His expectation for his students was that they always do their very best.  Because of his tutelage, the students were taught the basics upon which they would build throughout their high school experience.  
It is difficult to avoid the cliché “he loved teaching” when expressing how he felt when he would see the first sparks of enlightenment glow behind confused eyes.  Although he drew many parallels between the lessons taught by the sports world and those taught through traditional education, he eventually reached a point where teaching students, rather than athletes, became his real love.  

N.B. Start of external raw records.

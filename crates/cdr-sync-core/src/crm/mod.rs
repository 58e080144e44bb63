//! CRM abstraction for cdr-sync.
//!
//! The [`CrmApi`] trait is the narrow surface the sync engine needs from the
//! CRM: contact and call searches, object reads, call create/patch, and the
//! three association endpoint shapes. The HTTP implementation lives in the
//! `cdr-sync` crate; [`memory::InMemoryCrm`] backs the tests.
//!
//! # Operations
//!
//! | Method | Purpose |
//! |--------|---------|
//! | [`search_contacts_by_phone`](CrmApi::search_contacts_by_phone) | `phone` OR `mobilephone` contains token, first match |
//! | [`search_calls_by_body`](CrmApi::search_calls_by_body) | calls whose body contains a token |
//! | [`get_contact`](CrmApi::get_contact) | contact read with company association |
//! | [`get_company`](CrmApi::get_company) | company read |
//! | [`create_call`](CrmApi::create_call) | create a call engagement |
//! | [`update_call_body`](CrmApi::update_call_body) | patch a call's notes |
//! | [`associate_typed_batch`](CrmApi::associate_typed_batch) | batch create with explicit type ids |
//! | [`associate_default_batch`](CrmApi::associate_default_batch) | batch create, default type |
//! | [`associate_default`](CrmApi::associate_default) | single pair, default type |

pub mod memory;

use async_trait::async_trait;
use serde::{Deserialize, Serialize};

use crate::models::{CallObject, CallProperties, Company, Contact, ObjectType};

/// Error raised by a CRM call.
#[derive(thiserror::Error, Debug, Clone, PartialEq)]
pub enum CrmError {
    #[error("CRM API error {status}: {body}")]
    Api { status: u16, body: String },

    #[error("CRM transport error: {0}")]
    Transport(String),

    #[error("invalid CRM response: {0}")]
    Decode(String),

    #[error("CRM configuration error: {0}")]
    Config(String),
}

impl CrmError {
    /// Upstream response body, when the CRM answered with an error status.
    pub fn response_body(&self) -> Option<&str> {
        match self {
            CrmError::Api { body, .. } => Some(body),
            _ => None,
        }
    }
}

pub type CrmResult<T> = std::result::Result<T, CrmError>;

#[derive(Debug, Clone, Copy, PartialEq, Eq, Serialize, Deserialize)]
#[serde(rename_all = "SCREAMING_SNAKE_CASE")]
pub enum AssociationCategory {
    HubspotDefined,
    UserDefined,
}

#[derive(Debug, Clone, PartialEq, Eq, Serialize, Deserialize)]
pub struct ObjectRef {
    pub id: String,
}

impl ObjectRef {
    pub fn new(id: impl Into<String>) -> Self {
        Self { id: id.into() }
    }
}

#[derive(Debug, Clone, PartialEq, Eq, Serialize, Deserialize)]
#[serde(rename_all = "camelCase")]
pub struct AssociationSpec {
    pub association_category: AssociationCategory,
    pub association_type_id: u32,
}

/// One input of a typed batch-create request.
#[derive(Debug, Clone, PartialEq, Eq, Serialize, Deserialize)]
pub struct TypedAssociationInput {
    pub from: ObjectRef,
    pub to: ObjectRef,
    pub types: Vec<AssociationSpec>,
}

/// One input of a default-type batch request. Cannot carry a type id.
#[derive(Debug, Clone, PartialEq, Eq, Serialize, Deserialize)]
pub struct DefaultAssociationInput {
    pub from: ObjectRef,
    pub to: ObjectRef,
}

#[derive(Debug, Clone, Copy, PartialEq, Eq, Serialize)]
#[serde(rename_all = "SCREAMING_SNAKE_CASE")]
pub enum LinkStatus {
    Success,
    Error,
}

/// Per-pair result reported by a batch association endpoint.
#[derive(Debug, Clone, PartialEq, Eq)]
pub struct LinkResult {
    pub status: LinkStatus,
    pub from_id: String,
    pub to_id: String,
}

impl LinkResult {
    pub fn success(from_id: impl Into<String>, to_id: impl Into<String>) -> Self {
        Self {
            status: LinkStatus::Success,
            from_id: from_id.into(),
            to_id: to_id.into(),
        }
    }
}

/// The CRM operations the sync engine depends on.
///
/// "Not found" is `Ok(None)` / an empty list; only transport and API
/// failures are errors.
#[async_trait]
pub trait CrmApi: Send + Sync {
    /// First contact whose `phone` or `mobilephone` contains `token`.
    async fn search_contacts_by_phone(&self, token: &str) -> CrmResult<Option<Contact>>;

    /// Calls whose body contains `token`.
    async fn search_calls_by_body(&self, token: &str) -> CrmResult<Vec<CallObject>>;

    /// Contact by id, with its first associated company id filled in.
    async fn get_contact(&self, id: &str) -> CrmResult<Option<Contact>>;

    async fn get_company(&self, id: &str) -> CrmResult<Option<Company>>;

    /// Create a call engagement and return its CRM id.
    async fn create_call(&self, props: &CallProperties) -> CrmResult<String>;

    async fn update_call_body(&self, call_id: &str, body: &str) -> CrmResult<()>;

    async fn associate_typed_batch(
        &self,
        from: ObjectType,
        to: ObjectType,
        inputs: &[TypedAssociationInput],
    ) -> CrmResult<Vec<LinkResult>>;

    async fn associate_default_batch(
        &self,
        from: ObjectType,
        to: ObjectType,
        inputs: &[DefaultAssociationInput],
    ) -> CrmResult<Vec<LinkResult>>;

    async fn associate_default(
        &self,
        from: ObjectType,
        from_id: &str,
        to: ObjectType,
        to_id: &str,
    ) -> CrmResult<()>;
}
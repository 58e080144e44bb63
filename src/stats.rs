//! Sync run summary.
//!
//! Renders the final [`SyncStats`] of a run: counts, success and contact
//! match rates, and one line per failed record. Used by `cdrsync sync` and
//! `cdrsync replay`.

use cdr_sync_core::models::SyncStats;

use crate::progress::format_number;

/// Render the summary of one sync run.
pub fn format_summary(stats: &SyncStats) -> String {
    let mut out = String::new();
    out.push_str("CDR Sync Summary\n");
    out.push_str("================\n\n");
    out.push_str(&format!("  Total calls:     {}\n", format_number(stats.total)));
    out.push_str(&format!("  Processed:       {}\n", format_number(stats.processed)));
    out.push_str(&format!("  Succeeded:       {}\n", format_number(stats.success)));
    out.push_str(&format!("  Skipped:         {}\n", format_number(stats.skipped)));
    out.push_str(&format!("  Failed:          {}\n", format_number(stats.failed)));
    out.push_str(&format!(
        "  Contact matched: {}\n",
        format_number(stats.contact_matched)
    ));
    out.push_str(&format!(
        "  Company matched: {}\n\n",
        format_number(stats.company_matched)
    ));
    out.push_str(&format!("  Success rate:    {:.1}%\n", stats.success_rate()));
    out.push_str(&format!("  Match rate:      {:.1}%\n", stats.match_rate()));

    if !stats.errors.is_empty() {
        out.push_str("\n  Failures:\n");
        for (i, failure) in stats.errors.iter().enumerate() {
            out.push_str(&format!(
                "    {}. {} ({}) at {}: {}\n",
                i + 1,
                failure.uuid,
                failure.number,
                failure.timestamp.format("%Y-%m-%d %H:%M:%S"),
                failure.error
            ));
        }
    }
    out
}

pub fn print_summary(stats: &SyncStats) {
    print!("{}", format_summary(stats));
}

#[cfg(test)]
mod tests {
    use super::*;
    use cdr_sync_core::models::SyncFailure;
    use chrono::{TimeZone, Utc};

    #[test]
    fn empty_run_has_zero_rates() {
        let text = format_summary(&SyncStats::default());
        assert!(text.contains("Success rate:    0.0%"));
        assert!(text.contains("Match rate:      0.0%"));
        assert!(!text.contains("Failures"));
    }

    #[test]
    fn lists_failures_in_order() {
        let stats = SyncStats {
            total: 4,
            processed: 4,
            success: 3,
            failed: 1,
            contact_matched: 3,
            errors: vec![SyncFailure {
                uuid: "u-3".into(),
                number: "05382752273".into(),
                error: "CRM API error 502".into(),
                timestamp: Utc.with_ymd_and_hms(2024, 11, 5, 8, 0, 0).unwrap(),
            }],
            ..Default::default()
        };
        let text = format_summary(&stats);
        assert!(text.contains("Success rate:    75.0%"));
        assert!(text.contains("1. u-3 (05382752273) at 2024-11-05 08:00:00: CRM API error 502"));
    }
}
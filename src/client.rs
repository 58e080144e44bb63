//! One CRM client: the resolver, guard, association pipeline, and writer
//! built over a single [`CrmApi`] and sharing one [`ErrorLog`].

use std::sync::Arc;
use std::time::Duration;

use cdr_sync_core::crm::CrmApi;

use crate::associations::AssociationPipeline;
use crate::config::HubspotConfig;
use crate::engagement::EngagementWriter;
use crate::error_log::ErrorLog;
use crate::guard::DuplicateGuard;
use crate::resolver::ContactResolver;

#[derive(Debug, Clone)]
pub struct ClientSettings {
    pub search_delay: Duration,
    pub association_batch_size: usize,
    pub source_label: String,
}

impl ClientSettings {
    pub fn from_config(config: &HubspotConfig) -> Self {
        Self {
            search_delay: Duration::from_millis(config.search_delay_ms),
            association_batch_size: config.association_batch_size,
            source_label: config.source_label.clone(),
        }
    }
}

impl Default for ClientSettings {
    fn default() -> Self {
        Self::from_config(&HubspotConfig::default())
    }
}

#[derive(Clone)]
pub struct CrmClient {
    pub resolver: ContactResolver,
    pub guard: DuplicateGuard,
    pub associations: AssociationPipeline,
    pub writer: EngagementWriter,
    log: ErrorLog,
}

impl CrmClient {
    pub fn new(crm: Arc<dyn CrmApi>, settings: &ClientSettings) -> Self {
        let log = ErrorLog::new();
        let resolver = ContactResolver::new(crm.clone(), settings.search_delay, log.clone());
        let guard = DuplicateGuard::new(crm.clone(), log.clone());
        let associations = AssociationPipeline::new(crm.clone(), settings.association_batch_size);
        let writer = EngagementWriter::new(
            crm,
            resolver.clone(),
            guard.clone(),
            associations.clone(),
            settings.source_label.clone(),
            log.clone(),
        );
        Self {
            resolver,
            guard,
            associations,
            writer,
            log,
        }
    }

    pub fn error_log(&self) -> &ErrorLog {
        &self.log
    }
}
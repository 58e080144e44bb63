//! In-memory [`CrmApi`] implementation for tests and dry runs.
//!
//! Holds contacts, companies, calls, and associations behind
//! `std::sync::RwLock`. Token searches split field values on whitespace and
//! common separators and compare whole tokens. Individual endpoints can be
//! made to fail, and every request is counted per [`Endpoint`], so tests can
//! assert which fallback path ran.

use std::collections::{HashMap, HashSet};
use std::sync::RwLock;

use async_trait::async_trait;

use crate::models::{CallObject, CallProperties, Company, Contact, ObjectType};

use super::{
    CrmApi, CrmError, CrmResult, DefaultAssociationInput, LinkResult, TypedAssociationInput,
};

/// CRM endpoints, for request counting and fault injection.
#[derive(Debug, Clone, Copy, PartialEq, Eq, Hash)]
pub enum Endpoint {
    ContactSearch,
    CallSearch,
    ContactRead,
    CompanyRead,
    CallCreate,
    CallUpdate,
    TypedBatch,
    DefaultBatch,
    DefaultSingle,
}

/// A call engagement stored by [`InMemoryCrm`].
#[derive(Debug, Clone, PartialEq)]
pub struct StoredCall {
    pub id: String,
    pub props: CallProperties,
}

/// An association stored by [`InMemoryCrm`]. `type_id` is `None` when a
/// default-type endpoint created it.
#[derive(Debug, Clone, PartialEq, Eq)]
pub struct StoredAssociation {
    pub from: ObjectType,
    pub from_id: String,
    pub to: ObjectType,
    pub to_id: String,
    pub type_id: Option<u32>,
}

#[derive(Default)]
struct Faults {
    failing: HashSet<Endpoint>,
    failing_single_targets: HashSet<String>,
    failing_create_tokens: Vec<String>,
}

/// In-memory CRM for tests.
pub struct InMemoryCrm {
    contacts: RwLock<Vec<Contact>>,
    companies: RwLock<HashMap<String, Company>>,
    calls: RwLock<Vec<StoredCall>>,
    associations: RwLock<Vec<StoredAssociation>>,
    faults: RwLock<Faults>,
    requests: RwLock<HashMap<Endpoint, usize>>,
    next_id: RwLock<u64>,
}

impl InMemoryCrm {
    pub fn new() -> Self {
        Self {
            contacts: RwLock::new(Vec::new()),
            companies: RwLock::new(HashMap::new()),
            calls: RwLock::new(Vec::new()),
            associations: RwLock::new(Vec::new()),
            faults: RwLock::new(Faults::default()),
            requests: RwLock::new(HashMap::new()),
            next_id: RwLock::new(1000),
        }
    }

    pub fn add_contact(&self, contact: Contact) {
        self.contacts.write().unwrap().push(contact);
    }

    pub fn add_company(&self, company: Company) {
        self.companies
            .write()
            .unwrap()
            .insert(company.id.clone(), company);
    }

    /// Make every request to `endpoint` fail with an API error.
    pub fn fail(&self, endpoint: Endpoint) {
        self.faults.write().unwrap().failing.insert(endpoint);
    }

    pub fn recover(&self, endpoint: Endpoint) {
        self.faults.write().unwrap().failing.remove(&endpoint);
    }

    /// Make single-pair associations targeting `to_id` fail.
    pub fn fail_single_association_to(&self, to_id: impl Into<String>) {
        self.faults
            .write()
            .unwrap()
            .failing_single_targets
            .insert(to_id.into());
    }

    /// Make call creation fail when the body contains `token`.
    pub fn fail_create_when_body_contains(&self, token: impl Into<String>) {
        self.faults
            .write()
            .unwrap()
            .failing_create_tokens
            .push(token.into());
    }

    pub fn calls(&self) -> Vec<StoredCall> {
        self.calls.read().unwrap().clone()
    }

    pub fn associations(&self) -> Vec<StoredAssociation> {
        self.associations.read().unwrap().clone()
    }

    /// Number of requests made to `endpoint`, including failed ones.
    pub fn request_count(&self, endpoint: Endpoint) -> usize {
        self.requests
            .read()
            .unwrap()
            .get(&endpoint)
            .copied()
            .unwrap_or(0)
    }

    fn enter(&self, endpoint: Endpoint) -> CrmResult<()> {
        *self.requests.write().unwrap().entry(endpoint).or_insert(0) += 1;
        if self.faults.read().unwrap().failing.contains(&endpoint) {
            return Err(CrmError::Api {
                status: 500,
                body: format!("{{\"message\":\"injected failure: {:?}\"}}", endpoint),
            });
        }
        Ok(())
    }

    fn allocate_id(&self) -> String {
        let mut next = self.next_id.write().unwrap();
        *next += 1;
        next.to_string()
    }

    fn record_association(&self, from: ObjectType, from_id: &str, to: ObjectType, to_id: &str, type_id: Option<u32>) {
        self.associations.write().unwrap().push(StoredAssociation {
            from,
            from_id: from_id.to_string(),
            to,
            to_id: to_id.to_string(),
            type_id,
        });
    }
}

impl Default for InMemoryCrm {
    fn default() -> Self {
        Self::new()
    }
}

/// Whether `field` contains `token` as a whole token.
pub fn contains_token(field: &str, token: &str) -> bool {
    !token.is_empty()
        && field
            .split(|c: char| c.is_whitespace() || matches!(c, ',' | ';' | '/'))
            .any(|t| t == token)
}

#[async_trait]
impl CrmApi for InMemoryCrm {
    async fn search_contacts_by_phone(&self, token: &str) -> CrmResult<Option<Contact>> {
        self.enter(Endpoint::ContactSearch)?;
        let contacts = self.contacts.read().unwrap();
        Ok(contacts
            .iter()
            .find(|c| {
                c.phone.as_deref().is_some_and(|p| contains_token(p, token))
                    || c.mobile_phone
                        .as_deref()
                        .is_some_and(|p| contains_token(p, token))
            })
            .cloned())
    }

    async fn search_calls_by_body(&self, token: &str) -> CrmResult<Vec<CallObject>> {
        self.enter(Endpoint::CallSearch)?;
        let calls = self.calls.read().unwrap();
        Ok(calls
            .iter()
            .filter(|c| contains_token(&c.props.body, token))
            .map(|c| CallObject {
                id: c.id.clone(),
                body: Some(c.props.body.clone()),
            })
            .collect())
    }

    async fn get_contact(&self, id: &str) -> CrmResult<Option<Contact>> {
        self.enter(Endpoint::ContactRead)?;
        let contacts = self.contacts.read().unwrap();
        Ok(contacts.iter().find(|c| c.id == id).cloned())
    }

    async fn get_company(&self, id: &str) -> CrmResult<Option<Company>> {
        self.enter(Endpoint::CompanyRead)?;
        Ok(self.companies.read().unwrap().get(id).cloned())
    }

    async fn create_call(&self, props: &CallProperties) -> CrmResult<String> {
        self.enter(Endpoint::CallCreate)?;
        let blocked = self
            .faults
            .read()
            .unwrap()
            .failing_create_tokens
            .iter()
            .any(|t| props.body.contains(t.as_str()));
        if blocked {
            return Err(CrmError::Api {
                status: 502,
                body: "{\"message\":\"bad gateway\"}".to_string(),
            });
        }
        let id = self.allocate_id();
        self.calls.write().unwrap().push(StoredCall {
            id: id.clone(),
            props: props.clone(),
        });
        Ok(id)
    }

    async fn update_call_body(&self, call_id: &str, body: &str) -> CrmResult<()> {
        self.enter(Endpoint::CallUpdate)?;
        let mut calls = self.calls.write().unwrap();
        match calls.iter_mut().find(|c| c.id == call_id) {
            Some(call) => {
                call.props.body = body.to_string();
                Ok(())
            }
            None => Err(CrmError::Api {
                status: 404,
                body: format!("{{\"message\":\"call {} not found\"}}", call_id),
            }),
        }
    }

    async fn associate_typed_batch(
        &self,
        from: ObjectType,
        to: ObjectType,
        inputs: &[TypedAssociationInput],
    ) -> CrmResult<Vec<LinkResult>> {
        self.enter(Endpoint::TypedBatch)?;
        let mut results = Vec::with_capacity(inputs.len());
        for input in inputs {
            let type_id = input.types.first().map(|t| t.association_type_id);
            self.record_association(from, &input.from.id, to, &input.to.id, type_id);
            results.push(LinkResult::success(&input.from.id, &input.to.id));
        }
        Ok(results)
    }

    async fn associate_default_batch(
        &self,
        from: ObjectType,
        to: ObjectType,
        inputs: &[DefaultAssociationInput],
    ) -> CrmResult<Vec<LinkResult>> {
        self.enter(Endpoint::DefaultBatch)?;
        let mut results = Vec::with_capacity(inputs.len());
        for input in inputs {
            self.record_association(from, &input.from.id, to, &input.to.id, None);
            results.push(LinkResult::success(&input.from.id, &input.to.id));
        }
        Ok(results)
    }

    async fn associate_default(
        &self,
        from: ObjectType,
        from_id: &str,
        to: ObjectType,
        to_id: &str,
    ) -> CrmResult<()> {
        self.enter(Endpoint::DefaultSingle)?;
        if self
            .faults
            .read()
            .unwrap()
            .failing_single_targets
            .contains(to_id)
        {
            return Err(CrmError::Api {
                status: 400,
                body: format!("{{\"message\":\"cannot associate {}\"}}", to_id),
            });
        }
        self.record_association(from, from_id, to, to_id, None);
        Ok(())
    }
}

Homework was rarely assigned in his classes.  Most often, he would teach a concept, then try to reserve enough time for his students to work on assignments in the classroom where he could personally help them if they had questions.  He felt as though teaching was more than just providing information to pass a test.  To him, a true understanding of a concept was more important than a simple repeating of “a noun is a person, place or thing.”  Many times his teaching went beyond a standard curriculum, he taught many life lessons as well.
As a coach, he taught that the game always deserved a player’s maximum effort but when the contest was finished, officials, opposing coaches, opposing players, and fans were always to be treated with respect, even when the respect was not returned.  He always made sure everyone knew that no single person, including players, coaches, cheerleaders, or equipment managers, was greater than or beneath the concept of the team.
One of his favorite metaphors involved a story of a bucket full of captured ocean crabs.  The crabs, rather than trying to climb out, would tightly hold on to each other, pulling all of them back down into the bucket.  Even now, past students remember the echoes of a voice telling them to do their best. To climb out of the bucket and not let others in the world pull them down.
Hunt retired from teaching in 2003.  During his later years, he didn’t spend much time reminiscing about his achievements as an athlete or as a coach.  Deep expressions of satisfaction were always reserved for those times when an old student would cross paths with him on the street or give him a phone call and express their thanks for those things he taught them as a simple English teacher.